Medo e desejo na Psicanálise


A mente humana é condicionada ao desejo.

Temos em nossa memória conteúdos que nos são agradáveis e conteúdos que nos são desagradáveis.

Os conteúdos que nos são agradáveis queremos reviver. Este é o desejo.

Os conteúdos que nos são desagradáveis queremos evitar. Este é o medo.

Há então uma dualidade no funcionamento mental do ser humano: medo e desejo.

Medo e desejo na Psicanálise


Medo e desejo na Psicanálise

Ressalte-se que o medo acaba por também ser uma forma de desejo.
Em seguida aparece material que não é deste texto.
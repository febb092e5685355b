//! stakewatch — entry point for checking a Verus wallet for new stakes.

use anyhow::Context;
use clap::Parser;
use stakewatch_notify::{
    ApiCredentials, ApiGatewayClient, DeferredApiClient, StakeNotification, StakePeriod,
};
use stakewatch_reconcile::{CheckerConfig, StakeChecker};
use stakewatch_store_file::FileCheckpointStore;
use stakewatch_types::{Amount, Timestamp, TxId};
use stakewatch_utils::{LogFormat, LogTarget};
use std::path::PathBuf;

#[derive(Parser)]
#[command(name = "stakewatch", about = "Notify new Verus stake transactions")]
struct Cli {
    /// Path to a TOML configuration file. If provided, file settings
    /// are used as the base; CLI flags and env vars override them.
    #[arg(long, global = true, env = "STAKEWATCH_CONFIG")]
    config: Option<PathBuf>,

    /// Checkpoint file (default: tx_history.json).
    #[arg(long, global = true, env = "STAKEWATCH_CHECKPOINT")]
    checkpoint: Option<PathBuf>,

    /// Number of recent wallet transactions inspected per cycle.
    #[arg(long, global = true, env = "STAKEWATCH_WINDOW")]
    window: Option<usize>,

    /// Explicit path to the wallet command-line client.
    #[arg(long, global = true, env = "STAKEWATCH_CLI_PATH")]
    cli_path: Option<PathBuf>,

    /// Dotenv file with the notification API credentials.
    #[arg(long, global = true, env = "STAKEWATCH_API_ENV_FILE")]
    api_env_file: Option<PathBuf>,

    /// Log level: "trace", "debug", "info", "warn", "error".
    #[arg(long, global = true, env = "STAKEWATCH_LOG_LEVEL")]
    log_level: Option<String>,

    /// Log format: "human" or "json".
    #[arg(long, global = true, env = "STAKEWATCH_LOG_FORMAT")]
    log_format: Option<LogFormat>,

    /// Append logs to this file instead of stderr.
    #[arg(long, global = true, env = "STAKEWATCH_LOG_FILE")]
    log_file: Option<PathBuf>,

    /// Subcommand.
    #[command(subcommand)]
    command: Command,
}

#[derive(clap::Subcommand)]
enum Command {
    /// Run one stake check cycle.
    Check,
    /// Talk to the notification API directly.
    Api {
        #[command(subcommand)]
        action: ApiAction,
    },
    /// Print the effective configuration as TOML.
    Config,
}

#[derive(clap::Subcommand)]
enum ApiAction {
    /// Send a synthetic stake with a random transaction id.
    Post {
        /// Stake amount in coins.
        #[arg(long, default_value_t = 12.0)]
        value: f64,
    },
    /// Fetch the stakes recorded for a year ("YYYY") or month ("YYYY-MM").
    Get {
        /// Period to query (defaults to the current UTC month).
        #[arg(long)]
        date: Option<String>,
    },
}

impl Cli {
    /// Apply CLI flags and env vars on top of the file configuration.
    fn merge_into(&self, mut config: CheckerConfig) -> anyhow::Result<CheckerConfig> {
        if let Some(path) = &self.checkpoint {
            config.checkpoint_file = path.clone();
        }
        if let Some(window) = self.window {
            config.window = window;
        }
        if let Some(path) = &self.cli_path {
            config.cli_path = Some(path.clone());
        }
        if let Some(path) = &self.api_env_file {
            config.api_env_file = path.clone();
        }
        if let Some(level) = &self.log_level {
            config.log_level = level.clone();
        }
        if let Some(format) = self.log_format {
            config.log_format = format;
        }
        if let Some(path) = &self.log_file {
            config.log_file = Some(path.clone());
        }
        config.validate()?;
        Ok(config)
    }
}

fn main() -> anyhow::Result<()> {
    let cli = Cli::parse();

    let file_config = match &cli.config {
        Some(path) => CheckerConfig::from_toml_file(path)
            .with_context(|| format!("failed to load config {}", path.display()))?,
        None => CheckerConfig::default(),
    };
    let config = cli.merge_into(file_config)?;

    if let Command::Config = cli.command {
        print!("{}", config.to_toml_string()?);
        return Ok(());
    }

    let target = LogTarget::from_option(config.log_file.as_deref());
    let sink = stakewatch_utils::build_dispatch(config.log_format, &config.log_level, &target)?;

    match cli.command {
        Command::Check => run_check(&config, sink),
        Command::Api { action } => {
            tracing::dispatcher::with_default(&sink, || -> anyhow::Result<()> {
                let credentials = ApiCredentials::from_env_file(&config.api_env_file)?;
                let api = ApiGatewayClient::new(credentials)?;
                match action {
                    ApiAction::Post { value } => post_test_stake(&api, value),
                    ApiAction::Get { date } => get_stakes(&api, date.as_deref()),
                }
            })
        }
        Command::Config => Ok(()),
    }
}

/// Run one cycle. The checker logs every outcome through `sink`; the
/// credentials file is only read once a stake needs to be notified.
fn run_check(config: &CheckerConfig, sink: tracing::Dispatch) -> anyhow::Result<()> {
    let notifier = DeferredApiClient::new(&config.api_env_file);
    let store = FileCheckpointStore::open(&config.checkpoint_file);
    let checker = StakeChecker::new(config.wallet_client(), notifier, store)
        .with_window(config.window)
        .with_log_sink(sink);

    checker.run_cycle()?;
    Ok(())
}

fn post_test_stake(api: &ApiGatewayClient, value: f64) -> anyhow::Result<()> {
    let notification = StakeNotification {
        txid: TxId::new(uuid::Uuid::new_v4().simple().to_string()),
        time: Timestamp::now(),
        amount: Amount::from_coins(value)?,
    };
    tracing::info!(txid = %notification.txid, amount = %notification.amount, "posting test stake");
    let reply = api.post_stake(&notification)?;
    println!("{}", serde_json::to_string_pretty(&reply)?);
    Ok(())
}

fn get_stakes(api: &ApiGatewayClient, date: Option<&str>) -> anyhow::Result<()> {
    let period = match date {
        Some(date) => StakePeriod::parse(date)?,
        None => StakePeriod::current_month(),
    };
    tracing::info!(%period, "querying stakes");
    let reply = api.get_stakes(&period)?;
    println!("{}", serde_json::to_string_pretty(&reply)?);
    Ok(())
}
Pois o desejo provém de conteúdos agradáveis de nossa memória e temos o “desejo” da atrair situações em que podemos reviver o que consideramos agradável.

E o medo provém de conteúdos desagradáveis de nossa memória e então temos o “desejo” de repelir (evitar) situações semelhantes.
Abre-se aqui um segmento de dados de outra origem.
//! Wallet-assigned transaction identifier.

use serde::{Deserialize, Serialize};
use std::fmt;

/// An opaque transaction id as reported by the wallet.
///
/// The empty id is used as the "no stake seen yet" marker in checkpoints.
#[derive(Clone, Debug, Default, PartialEq, Eq, Hash, PartialOrd, Ord, Serialize, Deserialize)]
#[serde(transparent)]
pub struct TxId(String);

impl TxId {
    /// The empty id.
    pub const fn empty() -> Self {
        Self(String::new())
    }

    pub fn new(raw: impl Into<String>) -> Self {
        Self(raw.into())
    }

    pub fn as_str(&self) -> &str {
        &self.0
    }

    pub fn is_empty(&self) -> bool {
        self.0.is_empty()
    }
}

impl fmt::Display for TxId {
    fn fmt(&self, f: &mut fmt::Formatter<'_>) -> fmt::Result {
        f.write_str(&self.0)
    }
}

impl From<&str> for TxId {
    fn from(s: &str) -> Self {
        Self(s.to_string())
    }
}

impl From<String> for TxId {
    fn from(s: String) -> Self {
        Self(s)
    }
}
Mas para não criar confusão vamos trabalhar com as expressões de “desejo” para a busca de reviver conteúdos agradáveis da memória e “medo” para o de “evitar” reviver conteúdos desagradáveis de nossa memória.
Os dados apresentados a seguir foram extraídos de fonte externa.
//! The stake transaction record.

use serde::Serialize;

use crate::{Amount, Timestamp, TxId, TypesError, WalletTransaction};

/// One observed stake reward (a `mint` entry in the wallet's listing).
///
/// Immutable once constructed. Two records with the same id describe the
/// same wallet event.
#[derive(Clone, Debug, PartialEq, Eq, Serialize)]
pub struct StakeTransaction {
    id: TxId,
    timestamp: Timestamp,
    amount: Amount,
    /// Receiving address; the wallet omits it on some entries.
    address: Option<String>,
}

impl StakeTransaction {
    pub fn new(
        id: impl Into<TxId>,
        timestamp: Timestamp,
        amount: Amount,
        address: impl Into<String>,
    ) -> Self {
        Self {
            id: id.into(),
            timestamp,
            amount,
            address: Some(address.into()),
        }
    }

    pub fn id(&self) -> &TxId {
        &self.id
    }

    pub fn timestamp(&self) -> Timestamp {
        self.timestamp
    }

    pub fn amount(&self) -> Amount {
        self.amount
    }

    pub fn address(&self) -> Option<&str> {
        self.address.as_deref()
    }
}

impl TryFrom<WalletTransaction> for StakeTransaction {
    type Error = TypesError;

    fn try_from(tx: WalletTransaction) -> Result<Self, Self::Error> {
        if !tx.is_stake() {
            return Err(TypesError::NotAStake {
                txid: tx.txid.to_string(),
                category: tx.category,
            });
        }
        Ok(Self {
            id: tx.txid,
            timestamp: tx.time,
            amount: tx.amount,
            address: tx.address,
        })
    }
}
Desejo então vem a ser esse movimento da mente que quer reviver um momento do passado no futuro, pois se trata de algo que queremos que aconteça e não de algo que já está acontecendo.

Aqui cabe então percebermos que desejo e prazer são coisas distintas, embora, no uso popular muitas vezes sejam usadas como sinônimos.

O desejo é algo que se quer que aconteça e o prazer é algo decorrente do que já está acontecendo.

Ampliando agora o tema podemos conceber que:

Medo e prazer então são como as duas faces de uma mesma moeda chamada desejo.

  • Exemplo: o “desejo” de reviver um prazer do passado é um lado da moeda e o “desejo” de evitar que uma dor se repita é o outro lado da moeda.

E ambos (prazer e medo) estão intimamente ligados, pois  não existe prazer eterno e, portanto, todo prazer tem fim e o fim do que é bom gera a dor que é o que tanto queremos evitar.

E o medo é tanto maior quanto maior for a quantidade de experiências dolorosas que temos armazenadas em nossa memória.

Isso explica porque os jovens, geralmente, são mais ousados ou irresponsáveis, afinal, carregam uma quantidade menor de experiências dolorosas.

Os idosos, por sua vez, carregam, geralmente, uma quantidade maior de experiências dolorosas e, por isso, são tidos como defensivos ou mais precavidos.

O ser humano se utiliza de mecanismos de reação ou defesa  em virtude do desejo de não repetir situações que estejam associadas a conteúdos desagradáveis de sua memória.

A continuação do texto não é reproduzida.